Exercise description »
Write out the data that follows. Keep every character unchanged.

(Dataset entries)
//! Script Session Management
//!
//! Owns the lifecycle of at most one interpreter invocation: building the
//! platform command line, writing the script artifact, spawning the process
//! under a PTY (stderr merged into stdout), relaying output lines as events,
//! forwarding input, and cleaning up the artifact once the run terminates.

pub mod artifact;
pub mod command;
pub mod events;
pub mod manager;
pub mod process;
pub mod streams;

mod relay;

// Re-exports for convenience
pub use artifact::ScriptArtifact;
pub use command::CommandSpec;
pub use events::{SessionEvent, SessionEventBus, SessionEventSubscription};
pub use manager::{ScriptSession, SessionManager};
pub use process::spawn_script_process;
pub use streams::{InputSink, ProcessStreams};
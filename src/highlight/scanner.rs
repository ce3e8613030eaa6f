//! Lexical Scanner
//!
//! Single left-to-right scan over the source text using one compiled
//! ordered-alternation pattern. Alternation order is match priority at each
//! position: keyword, paren, brace, bracket, semicolon, string, comment.
//! Strings are double-quoted with backslash escapes; line comments run to
//! end-of-line and block comments are non-greedy across lines. Text between
//! matches is left untagged.

use once_cell::sync::Lazy;
use regex::Regex;
use serde::{Deserialize, Serialize};

/// Kotlin hard keywords recognized by the scanner, word-boundary matched
pub const KEYWORDS: &[&str] = &[
    "as", "break", "class", "continue", "do", "else", "false", "for", "fun", "if", "in",
    "interface", "is", "null", "object", "package", "return", "super", "this", "throw", "true",
    "try", "typealias", "val", "var", "when", "while",
];

/// Kind tag of a lexical token
#[derive(Debug, Clone, Copy, PartialEq, Eq, Serialize, Deserialize)]
pub enum TokenKind {
    /// Reserved keyword
    Keyword,
    /// `(` or `)`
    Paren,
    /// `{` or `}`
    Brace,
    /// `[` or `]`
    Bracket,
    /// Statement separator `;`
    Semicolon,
    /// Double-quoted string literal
    StringLiteral,
    /// Line or block comment
    Comment,
}

/// A classified lexical unit with a half-open byte range `[start, end)`
#[derive(Debug, Clone, Copy, PartialEq, Eq, Serialize, Deserialize)]
pub struct Token {
    /// Kind tag
    pub kind: TokenKind,
    /// Byte offset of the first character
    pub start: usize,
    /// Byte offset one past the last character
    pub end: usize,
}

impl Token {
    /// Length of the token in bytes
    pub fn len(&self) -> usize {
        self.end - self.start
    }

    /// Whether the token covers no text
    pub fn is_empty(&self) -> bool {
        self.start == self.end
    }
}

/// Capture group name per token kind, in match-priority order
const TOKEN_GROUPS: &[(&str, TokenKind)] = &[
    ("keyword", TokenKind::Keyword),
    ("paren", TokenKind::Paren),
    ("brace", TokenKind::Brace),
    ("bracket", TokenKind::Bracket),
    ("semicolon", TokenKind::Semicolon),
    ("string", TokenKind::StringLiteral),
    ("comment", TokenKind::Comment),
];

/// The combined token pattern, compiled once
static TOKEN_PATTERN: Lazy<Regex> = Lazy::new(|| {
    let keywords = KEYWORDS.join("|");
    let pattern = format!(
        concat!(
            r"(?P<keyword>\b(?:{keywords})\b)",
            r"|(?P<paren>[()])",
            r"|(?P<brace>[{{}}])",
            r"|(?P<bracket>[\[\]])",
            r"|(?P<semicolon>;)",
            r#"|(?P<string>"(?:[^"\\]|\\.)*")"#,
            r"|(?P<comment>//[^\n]*|/\*(?s:.)*?\*/)",
        ),
        keywords = keywords
    );
    Regex::new(&pattern).expect("token pattern is valid")
});

/// Scan the text into classified, non-overlapping tokens in source order
pub fn tokenize(text: &str) -> Vec<Token> {
    let mut tokens = Vec::new();
    for caps in TOKEN_PATTERN.captures_iter(text) {
        for (name, kind) in TOKEN_GROUPS {
            if let Some(m) = caps.name(name) {
                tokens.push(Token {
                    kind: *kind,
                    start: m.start(),
                    end: m.end(),
                });
                break;
            }
        }
    }
    tokens
}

Result of the task »
//! Script Session Management
//!
//! Owns the lifecycle of at most one interpreter invocation: building the
//! platform command line, writing the script artifact, spawning the process
//! under a PTY (stderr merged into stdout), relaying output lines as events,
//! forwarding input, and cleaning up the artifact once the run terminates.

pub mod artifact;
pub mod command;
pub mod events;
pub mod manager;
pub mod process;
pub mod streams;

mod relay;

// Re-exports for convenience
pub use artifact::ScriptArtifact;
pub use command::CommandSpec;
pub use events::{SessionEvent, SessionEventBus, SessionEventSubscription};
pub use manager::{ScriptSession, SessionManager};
pub use process::spawn_script_process;
pub use streams::{InputSink, ProcessStreams};
filename src/highlight/scanner.rs
repository ce3e8613030eaa6f
//! Lexical Scanner
//!
//! Single left-to-right scan over the source text using one compiled
//! ordered-alternation pattern. Alternation order is match priority at each
//! position: keyword, paren, brace, bracket, semicolon, string, comment.
//! Strings are double-quoted with backslash escapes; line comments run to
//! end-of-line and block comments are non-greedy across lines. Text between
//! matches is left untagged.

use once_cell::sync::Lazy;
use regex::Regex;
use serde::{Deserialize, Serialize};

/// Kotlin hard keywords recognized by the scanner, word-boundary matched
pub const KEYWORDS: &[&str] = &[
    "as", "break", "class", "continue", "do", "else", "false", "for", "fun", "if", "in",
    "interface", "is", "null", "object", "package", "return", "super", "this", "throw", "true",
    "try", "typealias", "val", "var", "when", "while",
];

/// Kind tag of a lexical token
#[derive(Debug, Clone, Copy, PartialEq, Eq, Serialize, Deserialize)]
pub enum TokenKind {
    /// Reserved keyword
    Keyword,
    /// `(` or `)`
    Paren,
    /// `{` or `}`
    Brace,
    /// `[` or `]`
    Bracket,
    /// Statement separator `;`
    Semicolon,
    /// Double-quoted string literal
    StringLiteral,
    /// Line or block comment
    Comment,
}

/// A classified lexical unit with a half-open byte range `[start, end)`
#[derive(Debug, Clone, Copy, PartialEq, Eq, Serialize, Deserialize)]
pub struct Token {
    /// Kind tag
    pub kind: TokenKind,
    /// Byte offset of the first character
    pub start: usize,
    /// Byte offset one past the last character
    pub end: usize,
}

impl Token {
    /// Length of the token in bytes
    pub fn len(&self) -> usize {
        self.end - self.start
    }

    /// Whether the token covers no text
    pub fn is_empty(&self) -> bool {
        self.start == self.end
    }
}

/// Capture group name per token kind, in match-priority order
const TOKEN_GROUPS: &[(&str, TokenKind)] = &[
    ("keyword", TokenKind::Keyword),
    ("paren", TokenKind::Paren),
    ("brace", TokenKind::Brace),
    ("bracket", TokenKind::Bracket),
    ("semicolon", TokenKind::Semicolon),
    ("string", TokenKind::StringLiteral),
    ("comment", TokenKind::Comment),
];

/// The combined token pattern, compiled once
static TOKEN_PATTERN: Lazy<Regex> = Lazy::new(|| {
    let keywords = KEYWORDS.join("|");
    let pattern = format!(
        concat!(
            r"(?P<keyword>\b(?:{keywords})\b)",
            r"|(?P<paren>[()])",
            r"|(?P<brace>[{{}}])",
            r"|(?P<bracket>[\[\]])",
            r"|(?P<semicolon>;)",
            r#"|(?P<string>"(?:[^"\\]|\\.)*")"#,
            r"|(?P<comment>//[^\n]*|/\*(?s:.)*?\*/)",
        ),
        keywords = keywords
    );
    Regex::new(&pattern).expect("token pattern is valid")
});

/// Scan the text into classified, non-overlapping tokens in source order
pub fn tokenize(text: &str) -> Vec<Token> {
    let mut tokens = Vec::new();
    for caps in TOKEN_PATTERN.captures_iter(text) {
        for (name, kind) in TOKEN_GROUPS {
            if let Some(m) = caps.name(name) {
                tokens.push(Token {
                    kind: *kind,
                    start: m.start(),
                    end: m.end(),
                });
                break;
            }
        }
    }
    tokens
}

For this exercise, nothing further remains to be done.